また、スキームと似た意味も持ちますが、枠組みや仕組みという意味はないので注意が必要です。
「スキーム」の対義語
スキームには以下のような対義語があります。
- 結果
物事や行為などから生じた現象・状況 - 実行
実際に行うこと - 偶発
物事が偶然起こること
「スキーム」の関連語
スキームの関連語には以下のようなものがあります。
- スキーム図
物事を実行するための方法や順序 - スキームオブアレンジメント
組織などを運営する際の将来を見通した方策 - スキーム論
今後行われる物事の内容や規模などを考え骨組みをまとめること - スキーム構築
個々別々のものを統一した組織・全体のこと - カラースキーム
物事の組み立て - 評価スキーム
人事評価や事業評価を客観的に行うための枠組み - 販売スキーム
商品やサービスの販売の流れをとらえた枠組み - 資金調達スキーム
新しく事業を立ち上げる際に外部から資金を調達するための枠組み - M&Aスキーム
株式譲渡や事業譲渡などのM&Aの枠組みや手法 - 事業スキーム
事業の具体的な計画や構想に基づいた仕組み - 返済スキーム
借り入れた資金の返済計画 - 運用スキーム
顧客から預かった資産の運用方法を、図表などを用いて簡潔に示すもの - ポンジスキーム
出資を募り、配当金を支払うふりをする金融詐欺の形 - 投資スキーム
複数の金融商品への投資の分配を決定するための枠組み
「スキーム図」の意味
スキーム図とは、事業を進める上での用いられる手順や流れをわかりやすく視覚化したものです。
段階や流れを把握しやすくするために、プレゼンテーションの資料などでよく使われます。
「スキームオブアレンジメント」の意味
スキームオブアレンジメントとは、イギリス式の株式の購入方法です。
一定の条件を満たした場合に、買収者が対象の会社の全ての株式を購入できるという買収手法です。
水面下で動いて悟られないように買収するのでなく、裁判上の手続きを通した公開買い付けになります。

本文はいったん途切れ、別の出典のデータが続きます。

//! Preference quiz wizard.
//!
//! Four linear steps: notes, accords, owned fragrances, review. `advance`
//! validates the step being left; nothing is sent until the review step
//! produces a `QuizSubmission`.

use serde_json::{Value, json};
use uuid::Uuid;

pub const MAX_NOTES: usize = 20;
pub const MAX_ACCORDS: usize = 15;
pub const MAX_OWNED: usize = 50;
const MAX_NAME_LEN: usize = 100;

#[derive(Debug, Clone, PartialEq, Eq, thiserror::Error)]
pub enum QuizError {
    #[error("expected NAME=IMPORTANCE, got `{0}`")]
    Format(String),
    #[error("importance for `{name}` must be between 1 and 10, got {importance}")]
    Importance { name: String, importance: i64 },
    #[error("names must be 1-100 characters")]
    NameLength,
    #[error("`{0}` was already added")]
    Duplicate(String),
    #[error("at most {max} {what} may be added")]
    TooMany { what: &'static str, max: usize },
    #[error("add at least one note or accord before reviewing")]
    NoPreferences,
    #[error("{action} is not available on step {step}")]
    WrongStep { action: &'static str, step: u8 },
}

#[derive(Debug, Clone, Copy, PartialEq, Eq)]
pub enum Step {
    Notes,
    Accords,
    Owned,
    Review,
}

impl Step {
    #[must_use]
    pub fn number(self) -> u8 {
        match self {
            Self::Notes => 1,
            Self::Accords => 2,
            Self::Owned => 3,
            Self::Review => 4,
        }
    }

    #[must_use]
    pub fn title(self) -> &'static str {
        match self {
            Self::Notes => "favorite notes",
            Self::Accords => "preferred accords",
            Self::Owned => "fragrances you own",
            Self::Review => "review and submit",
        }
    }
}

#[derive(Debug, Clone, PartialEq, Eq)]
pub struct Preference {
    pub name: String,
    pub importance: u8,
}

/// Parse `vanilla=9` into a raw name and importance. Range checks happen
/// when the preference is added.
pub fn parse_preference(raw: &str) -> Result<(String, i64), QuizError> {
    let (name, importance) = raw.rsplit_once('=').ok_or_else(|| QuizError::Format(raw.to_owned()))?;
    let importance = importance
        .trim()
        .parse::<i64>()
        .map_err(|_| QuizError::Format(raw.to_owned()))?;
    Ok((name.to_owned(), importance))
}

// =============================================================================
// WIZARD
// =============================================================================

#[derive(Debug, Clone)]
pub struct QuizWizard {
    step: Step,
    notes: Vec<Preference>,
    accords: Vec<Preference>,
    owned: Vec<Uuid>,
}

impl Default for QuizWizard {
    fn default() -> Self {
        Self::new()
    }
}

impl QuizWizard {
    #[must_use]
    pub fn new() -> Self {
        Self { step: Step::Notes, notes: Vec::new(), accords: Vec::new(), owned: Vec::new() }
    }

    #[must_use]
    pub fn step(&self) -> Step {
        self.step
    }

    #[must_use]
    pub fn notes(&self) -> &[Preference] {
        &self.notes
    }

    #[must_use]
    pub fn accords(&self) -> &[Preference] {
        &self.accords
    }

    #[must_use]
    pub fn owned(&self) -> &[Uuid] {
        &self.owned
    }

    pub fn add_note(&mut self, name: &str, importance: i64) -> Result<(), QuizError> {
        self.expect_step(Step::Notes, "adding notes")?;
        push_preference(&mut self.notes, name, importance, "notes", MAX_NOTES)
    }

    pub fn add_accord(&mut self, name: &str, importance: i64) -> Result<(), QuizError> {
        self.expect_step(Step::Accords, "adding accords")?;
        push_preference(&mut self.accords, name, importance, "accords", MAX_ACCORDS)
    }

    /// Owned fragrances are optional; repeats are ignored.
    pub fn add_owned(&mut self, id: Uuid) -> Result<(), QuizError> {
        self.expect_step(Step::Owned, "adding owned fragrances")?;
        if self.owned.contains(&id) {
            return Ok(());
        }
        if self.owned.len() >= MAX_OWNED {
            return Err(QuizError::TooMany { what: "owned fragrances", max: MAX_OWNED });
        }
        self.owned.push(id);
        Ok(())
    }

    /// Move to the next step after validating the current one.
    pub fn advance(&mut self) -> Result<Step, QuizError> {
        self.step = match self.step {
            Step::Notes => Step::Accords,
            Step::Accords => {
                if self.notes.is_empty() && self.accords.is_empty() {
                    return Err(QuizError::NoPreferences);
                }
                Step::Owned
            }
            Step::Owned => Step::Review,
            Step::Review => return Err(QuizError::WrongStep { action: "advancing", step: 4 }),
        };
        Ok(self.step)
    }

    /// The request bodies to send, available on the review step only.
    pub fn submission(&self) -> Result<QuizSubmission, QuizError> {
        self.expect_step(Step::Review, "submitting")?;
        Ok(QuizSubmission { notes: self.notes.clone(), accords: self.accords.clone(), owned: self.owned.clone() })
    }

    fn expect_step(&self, expected: Step, action: &'static str) -> Result<(), QuizError> {
        if self.step == expected {
            Ok(())
        } else {
            Err(QuizError::WrongStep { action, step: self.step.number() })
        }
    }
}

fn push_preference(
    list: &mut Vec<Preference>,
    name: &str,
    importance: i64,
    what: &'static str,
    max: usize,
) -> Result<(), QuizError> {
    let name = name.trim().to_lowercase();
    if name.is_empty() || name.chars().count() > MAX_NAME_LEN {
        return Err(QuizError::NameLength);
    }
    let importance = u8::try_from(importance)
        .ok()
        .filter(|i| (1..=10).contains(i))
        .ok_or_else(|| QuizError::Importance { name: name.clone(), importance })?;
    if list.iter().any(|p| p.name == name) {
        return Err(QuizError::Duplicate(name));
    }
    if list.len() >= max {
        return Err(QuizError::TooMany { what, max });
    }
    list.push(Preference { name, importance });
    Ok(())
}

// =============================================================================
// SUBMISSION
// =============================================================================

#[derive(Debug, Clone, PartialEq, Eq)]
pub struct QuizSubmission {
    pub notes: Vec<Preference>,
    pub accords: Vec<Preference>,
    pub owned: Vec<Uuid>,
}

impl QuizSubmission {
    #[must_use]
    pub fn save_quiz_body(&self) -> Value {
        json!({
            "preferred_notes": preference_list(&self.notes),
            "preferred_accords": preference_list(&self.accords),
        })
    }

    /// `None` when no owned fragrances were chosen.
    #[must_use]
    pub fn save_owned_body(&self) -> Option<Value> {
        (!self.owned.is_empty()).then(|| json!({ "fragrance_ids": self.owned, "source": "onboarding" }))
    }

    #[must_use]
    pub fn note_based_body(&self, limit: u32) -> Value {
        let mut body = self.save_quiz_body();
        body["limit"] = json!(limit);
        body
    }
}

fn preference_list(prefs: &[Preference]) -> Vec<Value> {
    prefs
        .iter()
        .map(|p| json!({ "name": p.name, "importance": p.importance }))
        .collect()
}

#[cfg(test)]
#[path = "quiz_test.rs"]
mod tests;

買収の条件として買収される側の承認が必要になるため、友好的な買収でのみ使うことができます。
「スキーム論」の意味
スキーム論とは、代数幾何学(だいすうきかがく)で用いられる理論です。
スキーム論は難解な数学の概念であるため、ここでの説明は省略します。
また、数学の分野で単にスキームと言った場合は、「特定条件下で構成される特定の空間」のことを意味します。
「スキーム構築」の意味
スキーム構築とは、「行動を伴った計画を作り上げること」という意味の言葉です。
「カラースキーム」の意味
カラースキームとは、「色彩計画」のことです。
色彩計画とは、建築やインテリア、ウェブデザインなどにおいて目的に合った配色を行うための設計です。
色のもつ心理的・生理的・物理的な性質を利用して目的に沿った配色を計画します。
その際に、全体像を確認しながら、まとまりのある設計を行うことがポイントになります。
カラースキームは、「カラープランニング」とも言われることもあります。
「事業スキーム」の意味
事業スキームは、事業の具体的な計画や構想に基づいた仕組みという意味で、事業計画とも呼ばれます。
具体的には、以下のような内容を組みこむことが多いです。
- 事業コンセプト、ビジョン
- 事業の領域や範囲
- マネタイズ方法
- 自社の強み
- 財務計画
「スキーム」のまとめ
以上、この記事ではスキームについて解説しました。
英語表記 | スキーム(skhema) |
---|---|
意味 | ➀実行性を伴った計画 ➁仕組み |
語源 | 「枠組みを持った計画」という意味のギリシャ語 “skhema” |
類義語 | 計画(プラン) 戦略(ストラテジー)など |
対義語 | 結果 実行など |
スキームに関連する複数の言葉もしっかりと理解しておきましょう。